-- Data in this exercise follows --

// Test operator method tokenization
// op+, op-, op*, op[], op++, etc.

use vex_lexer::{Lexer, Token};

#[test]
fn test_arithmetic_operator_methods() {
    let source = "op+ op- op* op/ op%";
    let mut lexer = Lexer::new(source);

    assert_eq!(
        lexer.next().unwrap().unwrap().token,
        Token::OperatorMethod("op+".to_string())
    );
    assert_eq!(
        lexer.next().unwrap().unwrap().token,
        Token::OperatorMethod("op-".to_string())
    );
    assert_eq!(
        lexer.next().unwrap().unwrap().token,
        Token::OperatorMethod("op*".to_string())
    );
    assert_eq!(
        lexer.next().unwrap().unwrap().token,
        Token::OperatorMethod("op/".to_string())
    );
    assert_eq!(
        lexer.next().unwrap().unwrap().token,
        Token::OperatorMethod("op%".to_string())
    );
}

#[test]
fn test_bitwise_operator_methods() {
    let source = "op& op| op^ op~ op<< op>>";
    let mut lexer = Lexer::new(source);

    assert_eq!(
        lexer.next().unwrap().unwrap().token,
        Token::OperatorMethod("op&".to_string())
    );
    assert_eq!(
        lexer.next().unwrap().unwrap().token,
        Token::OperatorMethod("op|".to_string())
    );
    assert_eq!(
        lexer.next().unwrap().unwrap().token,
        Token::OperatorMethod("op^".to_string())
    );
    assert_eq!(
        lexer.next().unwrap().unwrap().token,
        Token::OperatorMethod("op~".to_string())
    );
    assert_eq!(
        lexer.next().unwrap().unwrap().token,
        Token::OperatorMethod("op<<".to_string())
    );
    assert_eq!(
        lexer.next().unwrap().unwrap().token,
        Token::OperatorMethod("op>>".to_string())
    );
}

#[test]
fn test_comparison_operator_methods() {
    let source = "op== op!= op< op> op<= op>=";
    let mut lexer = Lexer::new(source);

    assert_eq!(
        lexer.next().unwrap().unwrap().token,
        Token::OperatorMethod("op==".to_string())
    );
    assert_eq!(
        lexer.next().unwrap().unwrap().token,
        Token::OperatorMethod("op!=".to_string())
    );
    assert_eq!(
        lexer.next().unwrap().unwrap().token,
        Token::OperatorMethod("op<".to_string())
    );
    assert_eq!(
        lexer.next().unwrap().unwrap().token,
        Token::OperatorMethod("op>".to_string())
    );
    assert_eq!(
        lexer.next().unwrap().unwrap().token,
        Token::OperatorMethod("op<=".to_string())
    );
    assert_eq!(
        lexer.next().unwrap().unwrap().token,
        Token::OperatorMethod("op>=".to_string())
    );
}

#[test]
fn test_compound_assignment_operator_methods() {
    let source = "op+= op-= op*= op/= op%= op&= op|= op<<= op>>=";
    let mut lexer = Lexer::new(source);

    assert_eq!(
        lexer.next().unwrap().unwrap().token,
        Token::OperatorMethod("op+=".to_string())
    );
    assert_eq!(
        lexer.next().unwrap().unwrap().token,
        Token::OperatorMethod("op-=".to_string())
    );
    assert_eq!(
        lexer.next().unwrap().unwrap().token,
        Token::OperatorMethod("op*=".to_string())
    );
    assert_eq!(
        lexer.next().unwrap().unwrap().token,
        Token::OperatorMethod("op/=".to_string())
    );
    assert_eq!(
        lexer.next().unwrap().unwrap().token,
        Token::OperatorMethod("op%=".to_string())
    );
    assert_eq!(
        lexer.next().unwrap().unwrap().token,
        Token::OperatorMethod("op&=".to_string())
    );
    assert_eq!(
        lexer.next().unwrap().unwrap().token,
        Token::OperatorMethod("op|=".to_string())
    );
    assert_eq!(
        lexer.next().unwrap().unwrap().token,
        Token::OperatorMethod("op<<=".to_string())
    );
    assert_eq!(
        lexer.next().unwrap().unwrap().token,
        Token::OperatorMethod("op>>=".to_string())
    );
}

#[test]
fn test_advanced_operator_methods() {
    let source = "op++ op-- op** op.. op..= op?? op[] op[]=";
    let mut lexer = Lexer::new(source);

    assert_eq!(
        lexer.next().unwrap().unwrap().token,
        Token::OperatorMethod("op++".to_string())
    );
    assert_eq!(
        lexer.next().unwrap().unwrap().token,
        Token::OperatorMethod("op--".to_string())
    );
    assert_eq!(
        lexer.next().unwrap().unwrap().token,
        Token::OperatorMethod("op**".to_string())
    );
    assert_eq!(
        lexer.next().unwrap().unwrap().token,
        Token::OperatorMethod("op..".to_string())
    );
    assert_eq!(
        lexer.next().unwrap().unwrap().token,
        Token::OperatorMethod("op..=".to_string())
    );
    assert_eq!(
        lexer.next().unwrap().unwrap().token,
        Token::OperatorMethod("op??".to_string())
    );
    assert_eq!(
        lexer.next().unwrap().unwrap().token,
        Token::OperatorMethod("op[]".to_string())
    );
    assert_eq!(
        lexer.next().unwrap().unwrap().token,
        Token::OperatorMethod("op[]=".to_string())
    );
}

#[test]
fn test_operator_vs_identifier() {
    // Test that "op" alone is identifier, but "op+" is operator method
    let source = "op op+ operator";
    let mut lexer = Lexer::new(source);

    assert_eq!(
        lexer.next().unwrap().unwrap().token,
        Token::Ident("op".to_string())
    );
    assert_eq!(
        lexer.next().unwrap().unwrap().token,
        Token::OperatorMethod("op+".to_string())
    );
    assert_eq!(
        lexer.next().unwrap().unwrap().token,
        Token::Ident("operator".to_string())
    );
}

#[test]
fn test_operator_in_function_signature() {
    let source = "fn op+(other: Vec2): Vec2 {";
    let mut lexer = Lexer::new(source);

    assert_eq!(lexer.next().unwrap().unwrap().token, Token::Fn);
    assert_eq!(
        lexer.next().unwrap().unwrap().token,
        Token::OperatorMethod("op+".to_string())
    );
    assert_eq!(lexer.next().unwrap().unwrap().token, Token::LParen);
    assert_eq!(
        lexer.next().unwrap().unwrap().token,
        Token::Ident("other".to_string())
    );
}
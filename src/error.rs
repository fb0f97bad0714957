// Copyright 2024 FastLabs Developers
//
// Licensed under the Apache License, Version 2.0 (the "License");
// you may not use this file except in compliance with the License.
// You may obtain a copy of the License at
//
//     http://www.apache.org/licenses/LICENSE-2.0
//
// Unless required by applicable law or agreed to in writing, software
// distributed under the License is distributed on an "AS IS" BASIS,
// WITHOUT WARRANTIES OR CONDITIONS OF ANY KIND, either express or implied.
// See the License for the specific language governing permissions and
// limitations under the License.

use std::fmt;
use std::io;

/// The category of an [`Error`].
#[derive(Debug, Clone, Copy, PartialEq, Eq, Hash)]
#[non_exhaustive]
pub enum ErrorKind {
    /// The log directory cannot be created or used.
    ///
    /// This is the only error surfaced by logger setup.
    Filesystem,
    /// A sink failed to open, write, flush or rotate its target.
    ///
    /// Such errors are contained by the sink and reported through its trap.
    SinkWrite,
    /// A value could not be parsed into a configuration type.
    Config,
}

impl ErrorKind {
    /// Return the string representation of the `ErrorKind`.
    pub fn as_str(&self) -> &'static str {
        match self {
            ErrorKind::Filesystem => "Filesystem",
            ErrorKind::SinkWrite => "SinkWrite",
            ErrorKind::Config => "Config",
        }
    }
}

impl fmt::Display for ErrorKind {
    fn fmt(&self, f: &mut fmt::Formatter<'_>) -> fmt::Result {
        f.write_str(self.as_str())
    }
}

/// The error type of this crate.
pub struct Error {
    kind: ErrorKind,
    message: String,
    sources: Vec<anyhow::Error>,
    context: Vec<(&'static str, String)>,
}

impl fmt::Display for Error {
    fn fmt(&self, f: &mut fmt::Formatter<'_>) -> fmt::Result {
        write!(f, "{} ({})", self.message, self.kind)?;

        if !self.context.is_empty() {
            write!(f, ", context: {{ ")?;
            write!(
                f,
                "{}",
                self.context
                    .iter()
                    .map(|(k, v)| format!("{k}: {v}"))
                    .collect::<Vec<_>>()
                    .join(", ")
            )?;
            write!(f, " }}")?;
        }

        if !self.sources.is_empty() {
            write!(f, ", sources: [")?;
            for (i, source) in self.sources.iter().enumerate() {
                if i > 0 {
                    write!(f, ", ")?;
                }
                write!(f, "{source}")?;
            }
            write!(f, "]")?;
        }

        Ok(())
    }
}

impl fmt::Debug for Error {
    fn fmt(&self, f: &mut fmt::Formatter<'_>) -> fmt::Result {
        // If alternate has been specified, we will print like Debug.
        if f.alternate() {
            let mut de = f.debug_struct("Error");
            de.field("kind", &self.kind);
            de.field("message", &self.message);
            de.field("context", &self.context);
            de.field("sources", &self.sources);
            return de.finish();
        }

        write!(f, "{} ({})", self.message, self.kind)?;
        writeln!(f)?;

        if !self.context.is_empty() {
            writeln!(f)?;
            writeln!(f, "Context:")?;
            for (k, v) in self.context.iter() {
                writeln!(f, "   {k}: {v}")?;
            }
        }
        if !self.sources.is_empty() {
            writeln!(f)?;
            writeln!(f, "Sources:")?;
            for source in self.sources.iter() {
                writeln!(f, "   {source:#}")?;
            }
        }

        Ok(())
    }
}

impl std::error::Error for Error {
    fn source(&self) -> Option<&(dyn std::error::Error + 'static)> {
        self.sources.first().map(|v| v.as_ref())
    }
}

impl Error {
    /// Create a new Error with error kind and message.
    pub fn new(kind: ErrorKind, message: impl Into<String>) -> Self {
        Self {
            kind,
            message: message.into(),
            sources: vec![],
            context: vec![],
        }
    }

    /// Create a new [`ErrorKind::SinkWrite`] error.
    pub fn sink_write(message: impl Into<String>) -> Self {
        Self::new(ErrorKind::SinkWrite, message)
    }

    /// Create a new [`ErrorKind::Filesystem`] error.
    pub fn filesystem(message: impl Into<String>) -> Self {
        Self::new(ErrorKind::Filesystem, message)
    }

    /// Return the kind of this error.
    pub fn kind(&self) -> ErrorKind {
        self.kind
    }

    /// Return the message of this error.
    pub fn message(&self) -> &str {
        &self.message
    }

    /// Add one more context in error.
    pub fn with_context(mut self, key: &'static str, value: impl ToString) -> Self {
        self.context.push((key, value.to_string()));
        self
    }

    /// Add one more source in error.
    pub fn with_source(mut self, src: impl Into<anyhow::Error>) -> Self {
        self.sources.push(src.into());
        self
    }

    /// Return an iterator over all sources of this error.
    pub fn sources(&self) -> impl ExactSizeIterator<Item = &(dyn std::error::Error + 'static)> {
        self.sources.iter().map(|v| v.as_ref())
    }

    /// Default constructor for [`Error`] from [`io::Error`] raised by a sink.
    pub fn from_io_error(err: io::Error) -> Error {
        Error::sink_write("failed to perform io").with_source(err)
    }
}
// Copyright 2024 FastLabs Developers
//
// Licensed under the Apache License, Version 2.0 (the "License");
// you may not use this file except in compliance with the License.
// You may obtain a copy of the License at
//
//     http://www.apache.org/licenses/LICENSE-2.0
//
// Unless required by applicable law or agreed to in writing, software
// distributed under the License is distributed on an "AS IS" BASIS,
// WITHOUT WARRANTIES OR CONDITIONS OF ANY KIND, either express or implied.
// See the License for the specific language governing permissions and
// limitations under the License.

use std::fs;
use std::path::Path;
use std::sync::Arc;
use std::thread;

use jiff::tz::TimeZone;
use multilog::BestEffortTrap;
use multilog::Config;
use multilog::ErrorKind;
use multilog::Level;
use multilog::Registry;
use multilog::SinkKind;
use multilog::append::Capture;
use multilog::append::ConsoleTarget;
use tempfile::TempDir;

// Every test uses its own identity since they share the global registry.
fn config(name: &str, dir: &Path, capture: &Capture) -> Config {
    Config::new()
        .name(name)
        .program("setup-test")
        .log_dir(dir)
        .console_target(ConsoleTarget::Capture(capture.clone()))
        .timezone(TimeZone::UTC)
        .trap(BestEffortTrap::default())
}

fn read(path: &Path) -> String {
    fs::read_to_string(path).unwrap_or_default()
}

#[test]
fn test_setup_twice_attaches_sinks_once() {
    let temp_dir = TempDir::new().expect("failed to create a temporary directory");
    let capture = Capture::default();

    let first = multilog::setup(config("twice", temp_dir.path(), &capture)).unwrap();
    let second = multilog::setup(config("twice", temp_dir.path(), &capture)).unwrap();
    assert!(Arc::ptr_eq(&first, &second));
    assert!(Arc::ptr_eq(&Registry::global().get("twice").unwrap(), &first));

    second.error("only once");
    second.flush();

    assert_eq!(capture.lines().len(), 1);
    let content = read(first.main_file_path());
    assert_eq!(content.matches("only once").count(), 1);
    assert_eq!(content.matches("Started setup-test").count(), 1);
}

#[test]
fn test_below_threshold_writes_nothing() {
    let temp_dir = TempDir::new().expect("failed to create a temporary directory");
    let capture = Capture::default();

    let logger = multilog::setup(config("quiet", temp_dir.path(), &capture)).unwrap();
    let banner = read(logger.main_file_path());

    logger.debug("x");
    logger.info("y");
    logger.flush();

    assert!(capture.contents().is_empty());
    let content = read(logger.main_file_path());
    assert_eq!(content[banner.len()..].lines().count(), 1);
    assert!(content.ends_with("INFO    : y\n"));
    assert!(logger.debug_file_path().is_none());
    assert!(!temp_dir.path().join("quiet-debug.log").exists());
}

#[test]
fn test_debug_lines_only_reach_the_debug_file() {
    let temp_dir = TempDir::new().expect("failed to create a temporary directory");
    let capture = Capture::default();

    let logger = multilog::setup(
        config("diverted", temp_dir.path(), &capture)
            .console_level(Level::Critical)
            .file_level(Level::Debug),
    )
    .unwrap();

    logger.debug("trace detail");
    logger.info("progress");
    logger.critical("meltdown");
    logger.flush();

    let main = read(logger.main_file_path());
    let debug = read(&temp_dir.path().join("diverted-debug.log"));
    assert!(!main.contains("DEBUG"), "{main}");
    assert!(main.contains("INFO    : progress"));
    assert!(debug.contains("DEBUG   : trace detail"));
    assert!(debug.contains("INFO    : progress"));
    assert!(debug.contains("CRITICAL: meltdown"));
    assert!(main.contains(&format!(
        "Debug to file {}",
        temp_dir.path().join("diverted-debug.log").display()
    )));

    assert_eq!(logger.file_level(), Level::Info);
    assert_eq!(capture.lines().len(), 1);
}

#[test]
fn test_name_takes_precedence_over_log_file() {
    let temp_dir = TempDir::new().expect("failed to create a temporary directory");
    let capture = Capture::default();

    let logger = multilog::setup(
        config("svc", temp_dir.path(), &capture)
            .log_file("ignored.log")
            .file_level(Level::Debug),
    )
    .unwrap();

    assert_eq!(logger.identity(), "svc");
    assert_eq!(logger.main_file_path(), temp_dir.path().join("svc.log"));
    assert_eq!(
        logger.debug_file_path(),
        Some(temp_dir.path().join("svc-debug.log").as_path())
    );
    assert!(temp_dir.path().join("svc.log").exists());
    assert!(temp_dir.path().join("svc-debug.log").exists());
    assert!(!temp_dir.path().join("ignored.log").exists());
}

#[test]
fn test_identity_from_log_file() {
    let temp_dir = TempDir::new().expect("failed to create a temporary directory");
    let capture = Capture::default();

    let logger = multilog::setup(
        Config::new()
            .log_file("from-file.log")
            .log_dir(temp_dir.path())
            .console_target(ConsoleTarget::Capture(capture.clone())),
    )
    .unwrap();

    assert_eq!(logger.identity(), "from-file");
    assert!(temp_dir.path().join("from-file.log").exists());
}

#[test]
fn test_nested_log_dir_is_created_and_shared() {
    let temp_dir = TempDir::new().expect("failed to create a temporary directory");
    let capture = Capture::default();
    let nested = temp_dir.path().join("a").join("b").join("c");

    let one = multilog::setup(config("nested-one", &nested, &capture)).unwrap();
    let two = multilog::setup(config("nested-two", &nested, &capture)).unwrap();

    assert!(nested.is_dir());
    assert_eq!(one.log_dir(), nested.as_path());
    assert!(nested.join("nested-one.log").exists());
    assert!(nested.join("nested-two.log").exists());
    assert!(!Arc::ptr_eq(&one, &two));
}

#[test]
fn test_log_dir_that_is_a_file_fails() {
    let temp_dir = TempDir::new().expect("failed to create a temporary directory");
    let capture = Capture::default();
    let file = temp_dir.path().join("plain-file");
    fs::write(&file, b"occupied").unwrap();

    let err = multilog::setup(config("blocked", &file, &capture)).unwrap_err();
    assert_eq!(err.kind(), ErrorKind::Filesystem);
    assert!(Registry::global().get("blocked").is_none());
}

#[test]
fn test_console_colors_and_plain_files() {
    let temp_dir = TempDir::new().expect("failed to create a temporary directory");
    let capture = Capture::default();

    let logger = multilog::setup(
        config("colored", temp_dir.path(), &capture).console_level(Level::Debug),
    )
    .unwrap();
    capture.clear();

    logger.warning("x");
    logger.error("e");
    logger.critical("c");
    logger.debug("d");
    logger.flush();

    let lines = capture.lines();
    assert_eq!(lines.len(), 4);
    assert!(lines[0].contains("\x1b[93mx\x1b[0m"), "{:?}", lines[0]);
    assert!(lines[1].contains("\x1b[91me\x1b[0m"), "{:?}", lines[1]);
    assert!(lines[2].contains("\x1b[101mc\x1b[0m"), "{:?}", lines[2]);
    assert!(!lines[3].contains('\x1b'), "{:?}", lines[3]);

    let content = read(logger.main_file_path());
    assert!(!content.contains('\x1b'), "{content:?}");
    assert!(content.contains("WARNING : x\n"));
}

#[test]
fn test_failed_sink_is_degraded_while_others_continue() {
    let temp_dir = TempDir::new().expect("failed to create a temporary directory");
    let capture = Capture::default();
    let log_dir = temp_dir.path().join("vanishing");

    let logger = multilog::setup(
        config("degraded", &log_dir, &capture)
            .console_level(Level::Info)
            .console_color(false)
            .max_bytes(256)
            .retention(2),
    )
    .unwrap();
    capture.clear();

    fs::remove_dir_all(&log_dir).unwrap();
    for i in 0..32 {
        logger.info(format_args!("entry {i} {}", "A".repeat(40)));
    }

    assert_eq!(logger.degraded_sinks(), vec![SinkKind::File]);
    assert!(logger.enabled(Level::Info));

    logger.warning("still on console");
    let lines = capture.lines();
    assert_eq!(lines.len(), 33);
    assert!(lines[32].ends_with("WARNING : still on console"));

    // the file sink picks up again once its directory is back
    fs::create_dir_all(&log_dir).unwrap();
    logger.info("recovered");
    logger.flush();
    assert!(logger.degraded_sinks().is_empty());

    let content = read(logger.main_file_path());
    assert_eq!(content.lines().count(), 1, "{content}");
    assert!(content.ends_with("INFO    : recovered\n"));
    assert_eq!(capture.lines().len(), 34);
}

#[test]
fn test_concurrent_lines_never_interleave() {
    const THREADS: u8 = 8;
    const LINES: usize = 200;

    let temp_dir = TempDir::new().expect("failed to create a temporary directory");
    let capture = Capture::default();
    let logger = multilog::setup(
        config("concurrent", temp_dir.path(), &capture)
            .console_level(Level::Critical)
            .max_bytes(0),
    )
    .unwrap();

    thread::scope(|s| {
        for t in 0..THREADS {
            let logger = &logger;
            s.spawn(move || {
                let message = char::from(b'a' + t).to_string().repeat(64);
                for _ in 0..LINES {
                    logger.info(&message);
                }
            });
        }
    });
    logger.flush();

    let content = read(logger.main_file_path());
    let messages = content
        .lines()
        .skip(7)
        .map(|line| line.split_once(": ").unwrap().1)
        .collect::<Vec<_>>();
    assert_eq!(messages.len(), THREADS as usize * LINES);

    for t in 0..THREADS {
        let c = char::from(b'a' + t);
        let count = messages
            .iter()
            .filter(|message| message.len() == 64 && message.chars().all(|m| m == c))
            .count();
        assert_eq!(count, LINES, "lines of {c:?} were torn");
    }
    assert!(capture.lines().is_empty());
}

-- Data in this exercise concluded --

**Work item:** Look over the listing above. Pick out and copy every line that includes "field".

**Answer section:**
            de.field("kind", &self.kind);
            de.field("message", &self.message);
            de.field("context", &self.context);
            de.field("sources", &self.sources);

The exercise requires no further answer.